use hyper::StatusCode;

use crate::tests::utils::TestHarness;

#[tokio::test]
async fn index_without_session_redirects_to_login() {
    let mut harness = TestHarness::new().await;

    let response = harness.get("/").await;
    assert_eq!(response.status(), StatusCode::SEE_OTHER);
    assert_eq!(response.headers().get("location").unwrap(), "/login");

    harness.teardown().await;
}

#[tokio::test]
async fn create_then_list_assigns_increasing_ids() {
    let mut harness = TestHarness::new().await;
    harness.register_and_login("alice", "pw1").await;

    for (nome, assunto) in [("Maria", "Solicitação de alvará"), ("João", "Requerimento de certidão")] {
        let response = harness.post_form("/add", &[("nome", nome), ("assunto", assunto)]).await;
        assert_eq!(response.status(), StatusCode::SEE_OTHER);
        assert_eq!(response.headers().get("location").unwrap(), "/");
    }

    let response = harness.get("/").await;
    assert_eq!(response.status(), StatusCode::OK);

    let body = TestHarness::body_json(response).await;
    let protocolos = body["protocolos"].as_array().unwrap();
    assert_eq!(protocolos.len(), 2);
    assert_eq!(protocolos[0]["id"], 1);
    assert_eq!(protocolos[0]["nome"], "Maria");
    assert_eq!(protocolos[0]["assunto"], "Solicitação de alvará");
    assert!(!protocolos[0]["created_at"].is_null());
    assert_eq!(protocolos[1]["id"], 2);
    assert_eq!(body["message"], "Protocolo adicionado com sucesso!");

    // The flash is one-shot.
    assert!(harness.flash_message().await.is_null());

    harness.teardown().await;
}

#[tokio::test]
async fn blank_fields_are_rejected() {
    let mut harness = TestHarness::new().await;
    harness.register_and_login("alice", "pw1").await;

    let response = harness.post_form("/add", &[("nome", "  "), ("assunto", "")]).await;
    assert_eq!(response.status(), StatusCode::SEE_OTHER);

    let response = harness.get("/").await;
    let body = TestHarness::body_json(response).await;
    assert_eq!(body["protocolos"].as_array().unwrap().len(), 0);
    assert_eq!(body["message"], "Preencha todos os campos!");

    harness.teardown().await;
}

#[tokio::test]
async fn delete_is_idempotent() {
    let mut harness = TestHarness::new().await;
    harness.register_and_login("alice", "pw1").await;

    harness.post_form("/add", &[("nome", "Maria"), ("assunto", "Solicitação")]).await;

    let response = harness.get("/delete/1").await;
    assert_eq!(response.status(), StatusCode::SEE_OTHER);
    assert_eq!(harness.flash_message().await, "Protocolo excluído com sucesso!");

    let response = harness.get("/delete/1").await;
    assert_eq!(response.status(), StatusCode::SEE_OTHER);
    assert_eq!(harness.flash_message().await, "Protocolo não encontrado!");

    let response = harness.get("/").await;
    let body = TestHarness::body_json(response).await;
    assert_eq!(body["protocolos"].as_array().unwrap().len(), 0);

    harness.teardown().await;
}

#[tokio::test]
async fn records_are_scoped_to_their_owner() {
    let mut harness = TestHarness::new().await;

    harness.register_and_login("alice", "pw1").await;
    harness.post_form("/add", &[("nome", "Maria"), ("assunto", "Solicitação")]).await;
    harness.get("/logout").await;

    harness.register_and_login("bob", "pw2").await;

    let response = harness.get("/").await;
    let body = TestHarness::body_json(response).await;
    assert_eq!(body["protocolos"].as_array().unwrap().len(), 0);

    // Deleting someone else's record is a no-op.
    harness.get("/delete/1").await;
    assert_eq!(harness.flash_message().await, "Protocolo não encontrado!");

    harness.get("/logout").await;
    harness.post_form("/login", &[("username", "alice"), ("password", "pw1")]).await;

    let response = harness.get("/").await;
    let body = TestHarness::body_json(response).await;
    assert_eq!(body["protocolos"].as_array().unwrap().len(), 1);

    harness.teardown().await;
}

#[tokio::test]
async fn user_ids_never_leak_into_listings() {
    let mut harness = TestHarness::new().await;
    harness.register_and_login("alice", "pw1").await;

    harness.post_form("/add", &[("nome", "Maria"), ("assunto", "Solicitação")]).await;

    let response = harness.get("/").await;
    let body = TestHarness::body_json(response).await;
    assert!(body["protocolos"][0].get("user_id").is_none());

    harness.teardown().await;
}
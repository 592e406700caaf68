use std::fmt::{Debug, Formatter};

use error::RouterError;
use types::{ErrorHandler, RouteHandler, RouteInfo, RouteParams};

use self::builder::RouterBuilder;
use self::middleware::PreMiddlewareHandler;

pub mod builder;
pub mod error;
pub mod ext;
pub mod middleware;
pub mod types;

/// A method-aware path router.
///
/// Routes are stored in a single `path_tree` keyed by `/METHOD/path`, so a
/// lookup is one tree walk. Pre-middlewares run against the request head only
/// (the body is reattached afterwards), which lets them be applied uniformly
/// regardless of the request body type.
pub struct Router<I, O, E> {
    routes: Vec<RouteHandler<I, O, E>>,
    pre_middlewares: Vec<PreMiddlewareHandler<E>>,
    error_handler: Option<ErrorHandler<O, E>>,
    not_found: Option<RouteHandler<I, O, E>>,
    tree: path_tree::PathTree<RouteInfo>,
}

impl<I: 'static, O: 'static, E: 'static> Router<I, O, E> {
    pub fn builder() -> RouterBuilder<I, O, E> {
        RouterBuilder::new()
    }

    pub async fn handle(&self, req: hyper::Request<I>) -> Result<hyper::Response<O>, RouterError<E>> {
        let path = format!("/{}{}", req.method().as_str(), req.uri().path());

        let Some((info, matched)) = self.tree.find(&path) else {
            return match &self.not_found {
                Some(handler) => self.run_route(req, handler, &[]).await,
                None => Err(RouterError::NotFound),
            };
        };

        let params = RouteParams(
            matched
                .params_iter()
                .map(|(k, v)| (k.to_owned(), v.to_owned()))
                .collect(),
        );

        let mut req = req;
        req.extensions_mut().insert(params);

        let route = &self.routes[info.route];
        let pre_middleware = info.pre_middleware.clone();
        self.run_route(req, route, &pre_middleware).await
    }

    async fn run_route(
        &self,
        mut req: hyper::Request<I>,
        route: &RouteHandler<I, O, E>,
        pre_middleware: &[usize],
    ) -> Result<hyper::Response<O>, RouterError<E>> {
        for idx in pre_middleware.iter().copied() {
            let (parts, body) = req.into_parts();
            req = match self.pre_middlewares[idx].0(hyper::Request::from_parts(parts.clone(), ())).await {
                Ok(req) => {
                    let (parts, _) = req.into_parts();
                    hyper::Request::from_parts(parts, body)
                }
                Err(err) => {
                    return match &self.error_handler {
                        Some(handler) => Ok(handler.0((hyper::Request::from_parts(parts, ()), err)).await),
                        None => Err(RouterError::Unhandled(err)),
                    };
                }
            };
        }

        let (parts, body) = req.into_parts();
        let head = hyper::Request::from_parts(parts.clone(), ());

        match route.0(hyper::Request::from_parts(parts, body)).await {
            Ok(res) => Ok(res),
            Err(err) => match &self.error_handler {
                Some(handler) => Ok(handler.0((head, err)).await),
                None => Err(RouterError::Unhandled(err)),
            },
        }
    }
}

impl<I, O, E> Debug for Router<I, O, E> {
    fn fmt(&self, f: &mut Formatter<'_>) -> std::fmt::Result {
        f.debug_struct("Router")
            .field("routes", &self.routes.len())
            .field("pre_middlewares", &self.pre_middlewares.len())
            .field("tree", &self.tree)
            .finish()
    }
}
use std::path::Path;

use anyhow::{Context, Result};
use serde::de::DeserializeOwned;

use crate::logging;

/// Environment variable that overrides the config file location.
pub const CONFIG_FILE_VAR: &str = "PTO_CONFIG_FILE";

/// Prefix for environment variable overrides, `PTO_API__BIND_ADDRESS` style.
pub const ENV_PREFIX: &str = "PTO";

#[derive(Debug, Clone, Default, PartialEq, serde::Deserialize)]
#[serde(default)]
pub struct TlsConfig {
    /// The path to the TLS certificate
    pub cert: String,

    /// The path to the TLS private key
    pub key: String,
}

#[derive(Debug, Clone, PartialEq, serde::Deserialize)]
#[serde(default)]
pub struct LoggingConfig {
    /// The log level to use, this is a tracing env filter
    pub level: String,

    /// What logging mode we should use
    pub mode: logging::Mode,
}

impl Default for LoggingConfig {
    fn default() -> Self {
        Self {
            level: "info".to_string(),
            mode: logging::Mode::Default,
        }
    }
}

/// Loads a config from an optional TOML file plus environment overrides.
///
/// Returns the parsed config and the file that was actually read, if any.
/// Missing files are not an error, the serde defaults apply.
pub fn parse<C: DeserializeOwned>(enable_env: bool, config_file: Option<String>) -> Result<(C, Option<String>)> {
    let config_file = if enable_env {
        std::env::var(CONFIG_FILE_VAR).ok().or(config_file)
    } else {
        config_file
    };

    let mut builder = config::Config::builder();

    let loaded_file = match config_file {
        Some(path) if Path::new(&path).exists() => {
            builder = builder.add_source(config::File::new(&path, config::FileFormat::Toml));
            Some(path)
        }
        _ => None,
    };

    if enable_env {
        builder = builder.add_source(config::Environment::with_prefix(ENV_PREFIX).separator("__"));
    }

    let config = builder
        .build()
        .context("failed to load config sources")?
        .try_deserialize()
        .context("failed to deserialize config")?;

    Ok((config, loaded_file))
}
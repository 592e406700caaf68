use common::make_response;
use hyper::body::Incoming;
use hyper::StatusCode;
use serde_json::json;

use crate::api::error::Result;
use crate::api::Body;

pub async fn check(_: hyper::Request<Incoming>) -> Result<hyper::Response<Body>> {
    Ok(make_response!(StatusCode::OK, json!({ "status": "ok" })))
}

WORK ITEM:
Pull every line with the string "impl" out of the material.

ANSWER FOR THIS EXERCISE:
impl<I: 'static, O: 'static, E: 'static> Router<I, O, E> {
impl<I, O, E> Debug for Router<I, O, E> {
impl Default for LoggingConfig {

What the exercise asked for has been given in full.